Intern Med J. 2003 Aug;33(8):336-40. doi: 10.1046/j.1444-0903.2003.00405.x.
Heavy kava use in Aboriginal communities has been linked to various health effects, including anecdotes of sudden cardiac deaths.
To examine associations between kava use and potential health effects.
A cross-sectional study was carried out within a kava-using east Arnhem Land Aboriginal community in tropical northern Australia. One-hundred-and-one adults who were current, recent or non-users of kava were enrolled in March 2000. Main outcome measures were physical, anthropometric, biochemical, haematological, immunological and neurocognitive assessments.
Kava users more frequently showed a characteristic dermopathy (P<0.001). They had increased levels of gamma-glutamyl transferase and alkaline phosphatase (P<0.001). Lymphocyte counts were significantly lower in kava users (P<0.001). Fibrinogen, plasminogen activator inhibitor-1 and neurocognitive tests were not different between kava use categories. IgE and IgG antibodies were elevated across the whole group, as were C-reactive protein and homocysteine.
Kava use was associated with dermopathy, liver function abnormalities and decreased lymphocytes. If kava continues to be used by Aboriginal populations, monitoring should focus on the health consequences of these findings, including a possible increase in serious infections. The interaction between kava, alcohol and other substances requires further study. Although markers of cardiovascular risk are increased across the population, these were not higher in kava users, and this increase may be linked to the large infectious pathogen burden reflective of the socioeconomic disadvantage seen in many remote Aboriginal communities.
澳大利亚原住民社区大量饮用卡瓦酒与多种健康影响有关,包括有突发性心脏死亡的传闻。
研究饮用卡瓦酒与潜在健康影响之间的关联。
在澳大利亚北部热带地区一个饮用卡瓦酒的东阿纳姆地原住民社区开展了一项横断面研究。2000年3月,招募了101名当前、近期或从不饮用卡瓦酒的成年人。
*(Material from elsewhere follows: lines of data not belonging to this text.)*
#[async_trait]
impl ApplicationStore for PgStore {
    async fn insert_application(&self, application: &Application) -> StoreResult<Application> {
        let (main, additional) = applicants_json(application)?;
        let row = sqlx::query_as::<_, ApplicationRow>(&format!(
            "INSERT INTO applications ({APPLICATION_COLUMNS}) \
             VALUES ($1, $2, $3, $4, $5, $6, $7, $8, $9, $10, $11, $12, $13, $14, $15, $16, $17, $18) \
             RETURNING {APPLICATION_COLUMNS}"
        ))
        .bind(&application.application_id)
        .bind(&application.passport_country)
        .bind(&application.visa_type)
        .bind(&application.destination)
        .bind(&application.email)
        .bind(&main)
        .bind(&additional)
        .bind(application.status.as_str())
        .bind(application.current_step as i32)
        .bind(&application.visa_fee)
        .bind(&application.service_fee)
        .bind(&application.currency)
        .bind(&application.total_fee)
        .bind(application.submitted_at)
        .bind(&application.client_ip)
        .bind(&application.user_agent)
        .bind(application.created_at)
        .bind(application.updated_at)
        .fetch_one(&self.pool)
        .await
        .map_err(from_sqlx)?;

        row.try_into()
    }

    async fn find_application(&self, application_id: &str) -> StoreResult<Option<Application>> {
        let row = sqlx::query_as::<_, ApplicationRow>(&format!(
            "SELECT {APPLICATION_COLUMNS} FROM applications WHERE application_id = $1"
        ))
        .bind(application_id)
        .fetch_optional(&self.pool)
        .await
        .map_err(from_sqlx)?;

        row.map(Application::try_from).transpose()
    }

    async fn update_application(&self, application: &Application) -> StoreResult<Application> {
        let (main, additional) = applicants_json(application)?;
        let row = sqlx::query_as::<_, ApplicationRow>(&format!(
            "UPDATE applications SET \
                 main_applicant = $2, additional_applicants = $3, status = $4, \
                 current_step = GREATEST(current_step, $5), visa_fee = $6, service_fee = $7, \
                 total_fee = $8, submitted_at = $9, updated_at = NOW() \
             WHERE application_id = $1 \
             RETURNING {APPLICATION_COLUMNS}"
        ))
        .bind(&application.application_id)
        .bind(&main)
        .bind(&additional)
        .bind(application.status.as_str())
        .bind(application.current_step as i32)
        .bind(&application.visa_fee)
        .bind(&application.service_fee)
        .bind(&application.total_fee)
        .bind(application.submitted_at)
        .fetch_optional(&self.pool)
        .await
        .map_err(from_sqlx)?;

        match row {
            Some(row) => row.try_into(),
            None => Err(StoreError::NotFound {
                entity: "application",
                id: application.application_id.clone(),
            }),
        }
    }

    async fn mark_paid_if_submitted(
        &self,
        application_id: &str,
    ) -> StoreResult<Option<Application>> {
        let row = sqlx::query_as::<_, ApplicationRow>(&format!(
            "UPDATE applications SET status = 'paid', \
                 current_step = GREATEST(current_step, $2), updated_at = NOW() \
             WHERE application_id = $1 AND status = 'submitted' \
             RETURNING {APPLICATION_COLUMNS}"
        ))
        .bind(application_id)
        .bind(ApplicationStatus::Paid.step() as i32)
        .fetch_optional(&self.pool)
        .await
        .map_err(from_sqlx)?;

        row.map(Application::try_from).transpose()
    }
}

#[derive(Debug, FromRow)]
struct PaymentRow {
    payment_id: Uuid,
    application_id: String,
    order_id: String,
    capture_id: Option<String>,
    status: String,
    amount: BigDecimal,
    currency: String,
    payer: Option<JsonValue>,
    webhook_events: JsonValue,
    metadata: JsonValue,
    reusable: bool,
    idempotency_key: String,
    last_error: Option<String>,
    refund_amount: Option<BigDecimal>,
    refund_reason: Option<String>,
    refunded_at: Option<DateTime<Utc>>,
    created_at: DateTime<Utc>,
    updated_at: DateTime<Utc>,
}

impl TryFrom<PaymentRow> for Payment {
    type Error = StoreError;

    fn try_from(row: PaymentRow) -> Result<Self, Self::Error> {
        let status = PaymentStatus::from_db_status(&row.status)
            .ok_or_else(|| StoreError::backend(format!("unknown status '{}'", row.status)))?;
        let payer = row
            .payer
            .map(serde_json::from_value)
            .transpose()
            .map_err(|e| StoreError::backend(format!("corrupt payer column: {}", e)))?;
        let webhook_events: Vec<WebhookEventRecord> = serde_json::from_value(row.webhook_events)
            .map_err(|e| StoreError::backend(format!("corrupt webhook_events column: {}", e)))?;

        Ok(Payment {
            payment_id: row.payment_id,
            application_id: row.application_id,
            order_id: row.order_id,
            capture_id: row.capture_id,
            status,
            amount: row.amount,
            currency: row.currency,
            payer,
            webhook_events,
            metadata: row.metadata,
            reusable: row.reusable,
            idempotency_key: row.idempotency_key,
            last_error: row.last_error,
            refund_amount: row.refund_amount,
            refund_reason: row.refund_reason,
            refunded_at: row.refunded_at,
            created_at: row.created_at,
            updated_at: row.updated_at,
        })
    }
}

const PAYMENT_COLUMNS: &str = "payment_id, application_id, order_id, capture_id, status, \
     amount, currency, payer, webhook_events, metadata, reusable, idempotency_key, last_error, \
     refund_amount, refund_reason, refunded_at, created_at, updated_at";

const OPEN_STATUSES: &str = "('pending', 'created', 'approved')";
主要观察指标包括身体、人体测量学、生化、血液学、免疫学和神经认知评估。
饮用卡瓦酒者更常出现一种特征性皮肤病(P<0.001)。他们的γ-谷氨酰转移酶和碱性磷酸酶水平升高(P<0.001)。饮用卡瓦酒者的淋巴细胞计数显著较低(P<0.001)。纤维蛋白原、纤溶酶原激活物抑制剂-1和神经认知测试在不同饮用卡瓦酒类别之间没有差异。整个群体的IgE和IgG抗体升高,C反应蛋白和同型半胱氨酸也升高。
饮用卡瓦酒与皮肤病、肝功能异常和淋巴细胞减少有关。如果原住民继续饮用卡瓦酒,监测应关注这些发现的健康后果,包括严重感染可能增加。卡瓦酒、酒精和其他物质之间的相互作用需要进一步研究。尽管整个人群的心血管风险标志物有所增加,但在饮用卡瓦酒者中并未更高,这种增加可能与许多偏远原住民社区中反映社会经济劣势的大量感染病原体负担有关。